Cómo moverse por ciudades europeas con niños
Prioriza los alquileres de apartamentos sobre los hoteles para mantener una rutina y utiliza los parques locales y el transporte público para el tiempo libre. Limita tu horario a una actividad principal por día para evitar crisis y permitir descansos frecuentes para tomar algo.
- Domina el transporte. Evita los carritos pesados. Usa un cochecito tipo paraguas ligero y plegable o un portabebés resistente para niños pequeños. Los adoquines europeos son brutales para las ruedas de los cochecitos y es común navegar por estaciones de metro antiguas sin ascensores.
- Usa la regla de 'Una Gran Cosa'. Planifica solo un museo, monumento o visita guiada al día. Dedica el resto del tiempo a plazas públicas o parques de barrio donde los niños puedan moverse libremente mientras observas la vida local.
- Compras estratégicas en el supermercado. Visita un supermercado local tan pronto como llegues. Ten una 'bolsa de emergencia' con productos no perecederos como fruta, galletas y cajas de zumo para evitar rabietas por hambre cuando las cafeterías cierran para las siestas de mediodía.

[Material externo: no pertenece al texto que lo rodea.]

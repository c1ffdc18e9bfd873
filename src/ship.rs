//! Vessel definitions: class, orientation and damage tracking.

use alloc::vec::Vec;
use core::fmt;

use crate::coord::Coordinate;

/// Orientation of a vessel on the board.
#[derive(Debug, Clone, Copy, PartialEq, Eq, Default)]
#[cfg_attr(feature = "std", derive(serde::Serialize, serde::Deserialize))]
pub enum Orientation {
    #[default]
    Horizontal,
    Vertical,
}

impl Orientation {
    pub fn toggled(self) -> Self {
        match self {
            Orientation::Horizontal => Orientation::Vertical,
            Orientation::Vertical => Orientation::Horizontal,
        }
    }

    /// Step from one segment to the next.
    pub fn step(self) -> (usize, usize) {
        match self {
            Orientation::Horizontal => (1, 0),
            Orientation::Vertical => (0, 1),
        }
    }
}

/// Class of vessel: name and length.
#[derive(Debug, Clone, Copy, PartialEq, Eq)]
pub struct VesselClass {
    name: &'static str,
    length: usize,
}

impl VesselClass {
    pub const fn new(name: &'static str, length: usize) -> Self {
        Self { name, length }
    }

    pub fn name(&self) -> &'static str {
        self.name
    }

    pub fn length(&self) -> usize {
        self.length
    }
}

/// A vessel, either being positioned or committed to a board.
#[derive(Clone, Copy, PartialEq, Eq)]
pub struct Vessel {
    class: VesselClass,
    orientation: Orientation,
    anchor: Coordinate,
    destroyed_segments: usize,
}

impl Vessel {
    /// New undamaged vessel anchored at `anchor`.
    pub fn new(class: VesselClass, orientation: Orientation, anchor: Coordinate) -> Self {
        Self {
            class,
            orientation,
            anchor,
            destroyed_segments: 0,
        }
    }

    pub fn class(&self) -> VesselClass {
        self.class
    }

    pub fn name(&self) -> &'static str {
        self.class.name()
    }

    pub fn length(&self) -> usize {
        self.class.length()
    }

    pub fn orientation(&self) -> Orientation {
        self.orientation
    }

    pub fn anchor(&self) -> Coordinate {
        self.anchor
    }

    pub fn destroyed_segments(&self) -> usize {
        self.destroyed_segments
    }

    /// Flip between horizontal and vertical. Only meaningful before the
    /// vessel is committed to a board.
    pub fn toggle_orientation(&mut self) {
        self.orientation = self.orientation.toggled();
    }

    pub(crate) fn set_anchor(&mut self, anchor: Coordinate) {
        self.anchor = anchor;
    }

    /// Count one more destroyed segment.
    ///
    /// Not idempotent: callers must report each covered cell at most once.
    pub fn register_hit(&mut self) {
        debug_assert!(
            self.destroyed_segments < self.length(),
            "{} hit more times than it has segments",
            self.name()
        );
        self.destroyed_segments += 1;
    }

    pub fn is_destroyed(&self) -> bool {
        self.destroyed_segments >= self.length()
    }

    /// Cells covered by the vessel, starting at the anchor.
    pub fn occupied_cells(&self) -> Vec<Coordinate> {
        footprint(self.anchor, self.length(), self.orientation).collect()
    }

    pub fn covers(&self, at: Coordinate) -> bool {
        footprint(self.anchor, self.length(), self.orientation).any(|c| c == at)
    }
}

/// Cells covered by a run of `length` starting at `origin`.
pub fn footprint(
    origin: Coordinate,
    length: usize,
    orientation: Orientation,
) -> impl Iterator<Item = Coordinate> {
    let (dx, dy) = orientation.step();
    (0..length).map(move |i| Coordinate::new(origin.x + dx * i, origin.y + dy * i))
}

impl fmt::Debug for Vessel {
    fn fmt(&self, f: &mut fmt::Formatter<'_>) -> fmt::Result {
        write!(
            f,
            "Vessel {{ name: \"{}\", anchor: {}, orientation: {:?}, destroyed: {}/{} }}",
            self.name(),
            self.anchor,
            self.orientation,
            self.destroyed_segments,
            self.length(),
        )
    }
}
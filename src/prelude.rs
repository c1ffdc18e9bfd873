//! Commonly used types for ease of import.

pub use crate::{
    BoardView, Coordinate, Difficulty, MatchConfig, MatchController, MatchState, Opponent,
    Orientation, Outcome, Side, Strategy,
};

#[cfg(feature = "std")]
pub use crate::{init_logging, ui::render_match};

- Maneja los baños como un profesional. Los baños públicos son raros y a menudo requieren monedas. Ten siempre monedas de 50 céntimos y de 1 euro, y ponte como regla parar en cualquier baño de museo o cafetería antes de salir a dar un paseo largo.
- ¿Son los restaurantes en Europa aptos para niños?
- La mayoría lo son, pero no siempre tienen tronas o cambiadores. Busca zonas de asientos al aire libre; generalmente son más permisivos con los niños ruidosos que los comedores silenciosos y formales.
- ¿Debería llevar una silla de coche?
- Solo si planeas alquilar un coche. Si te quedas en las ciudades y usas trenes/taxis, ocupan demasiado espacio y son un engorro para llevar de un lado a otro.